Inspiration
We wanted to simplify and accelerate the often tedious and time-consuming process of conducting literature surveys and extracting meaningful insights from vast amounts of research data. InsightBridge was inspired by the need for a smart assistant that helps researchers and professionals quickly gather, analyze, and summarize information with the power of AI agents, saving hours of manual work and enabling deeper understanding.
What it does
InsightBridge uses intelligent AI agents powered by advanced language models to perform deep research and reasoning. Given a research prompt, it automatically searches for relevant content, summarizes findings, extracts core themes and key implications, and generates actionable insights—all organized neatly in an interactive chat format.

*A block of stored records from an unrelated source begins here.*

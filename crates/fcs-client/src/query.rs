//! Optional arguments for the endpoints that take more than a symbol.
//!
//! Every field is optional except where noted; unset fields are left out of
//! the request entirely.

use fcs_core::{ParamValue, Params, Period};

/// Filter for `*/list`
#[derive(Debug, Clone, Default, PartialEq)]
pub struct ListFilter {
  /// Instrument type, e.g. `forex`, `crypto`, `stock`, `index`
  pub kind: Option<String>,
  pub sub_type: Option<String>,
  pub exchange: Option<String>,
  pub country: Option<String>,
}

impl ListFilter {
  pub fn new() -> Self {
    Self::default()
  }

  pub fn kind(mut self, kind: impl Into<String>) -> Self {
    self.kind = Some(kind.into());
    self
  }

  pub fn sub_type(mut self, sub_type: impl Into<String>) -> Self {
    self.sub_type = Some(sub_type.into());
    self
  }

  pub fn exchange(mut self, exchange: impl Into<String>) -> Self {
    self.exchange = Some(exchange.into());
    self
  }

  pub fn country(mut self, country: impl Into<String>) -> Self {
    self.country = Some(country.into());
    self
  }

  pub fn to_params(&self) -> Params {
    Params::new()
      .with_opt("type", self.kind.as_deref())
      .with_opt("sub_type", self.sub_type.as_deref())
      .with_opt("exchange", self.exchange.as_deref())
      .with_opt("country", self.country.as_deref())
  }
}

/// Window and paging for `*/history`
#[derive(Debug, Clone, PartialEq)]
pub struct HistoryQuery {
  /// Candle period; always sent
  pub period: Period,
  /// Number of candles
  pub length: Option<u32>,
  /// Start date, `YYYY-MM-DD` or `YYYY-MM-DD HH:MM`
  pub from: Option<String>,
  /// End date, same format as `from`
  pub to: Option<String>,
  pub page: Option<u32>,
  /// Ask for the compact chart layout
  pub is_chart: Option<bool>,
}

impl Default for HistoryQuery {
  fn default() -> Self {
    Self { period: Period::Day1, length: None, from: None, to: None, page: None, is_chart: None }
  }
}

impl HistoryQuery {
  pub fn new(period: Period) -> Self {
    Self { period, ..Self::default() }
  }

  pub fn length(mut self, length: u32) -> Self {
    self.length = Some(length);
    self
  }

  pub fn from(mut self, from: impl Into<String>) -> Self {
    self.from = Some(from.into());
    self
  }

  pub fn to(mut self, to: impl Into<String>) -> Self {
    self.to = Some(to.into());
    self
  }

  pub fn page(mut self, page: u32) -> Self {
    self.page = Some(page);
    self
  }

  pub fn chart(mut self, is_chart: bool) -> Self {
    self.is_chart = Some(is_chart);
    self
  }

  pub fn to_params(&self) -> Params {
    Params::new()
      .with("period", self.period)
      .with_opt("length", self.length)
      .with_opt("from", self.from.as_deref())
      .with_opt("to", self.to.as_deref())
      .with_opt("page", self.page)
      .with_opt("is_chart", self.is_chart)
  }
}

/// Ranking options for `*/top_movers`
#[derive(Debug, Clone, Default, PartialEq)]
pub struct TopMoversQuery {
  /// `gainers`, `losers` or `active`
  pub kind: Option<String>,
  pub sort_by: Option<String>,
  pub limit: Option<u32>,
  pub exchange: Option<String>,
}

impl TopMoversQuery {
  pub fn new() -> Self {
    Self::default()
  }

  pub fn kind(mut self, kind: impl Into<String>) -> Self {
    self.kind = Some(kind.into());
    self
  }

  pub fn sort_by(mut self, sort_by: impl Into<String>) -> Self {
    self.sort_by = Some(sort_by.into());
    self
  }

  pub fn limit(mut self, limit: u32) -> Self {
    self.limit = Some(limit);
    self
  }

  pub fn exchange(mut self, exchange: impl Into<String>) -> Self {
    self.exchange = Some(exchange.into());
    self
  }

  pub fn to_params(&self) -> Params {
    Params::new()
      .with_opt("type", self.kind.as_deref())
      .with_opt("sort_by", self.sort_by.as_deref())
      .with_opt("limit", self.limit)
      .with_opt("exchange", self.exchange.as_deref())
  }
}

/// Free-form filters for `*/advance`.
///
/// The advanced endpoint accepts many combinable filters (symbol lists,
/// price and change ranges, sorting, paging), so this is a thin wrapper over
/// [`Params`] rather than a fixed struct.
#[derive(Debug, Clone, Default, PartialEq)]
pub struct AdvancedQuery(Params);

impl AdvancedQuery {
  pub fn new() -> Self {
    Self::default()
  }

  pub fn filter(mut self, key: impl Into<String>, value: impl Into<ParamValue>) -> Self {
    self.0.insert(key, value);
    self
  }

  pub fn filter_opt<V: Into<ParamValue>>(mut self, key: impl Into<String>, value: Option<V>) -> Self {
    self.0.insert_opt(key, value);
    self
  }

  pub fn to_params(&self) -> Params {
    self.0.clone()
  }
}

impl From<Params> for AdvancedQuery {
  fn from(params: Params) -> Self {
    Self(params)
  }
}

It supports multiple chat sessions, storing comprehensive histories for easy review and continued exploration.
How we built it
We built InsightBridge using Flask for the backend server and leveraged the Perplexity API integrated through the Agno framework to create two specialized AI agents: one for deep research (leveraging web search and news article summarization tools) and another for reasoning and insight generation. SQLite was used for persistent user and chat data storage, while JSON files handle detailed chat histories. The frontend uses a clean chat UI for user interaction, supported by secure authentication and session management.
Challenges we ran into
- Managing session state and memory across multiple AI agents to maintain context in ongoing conversations was complex.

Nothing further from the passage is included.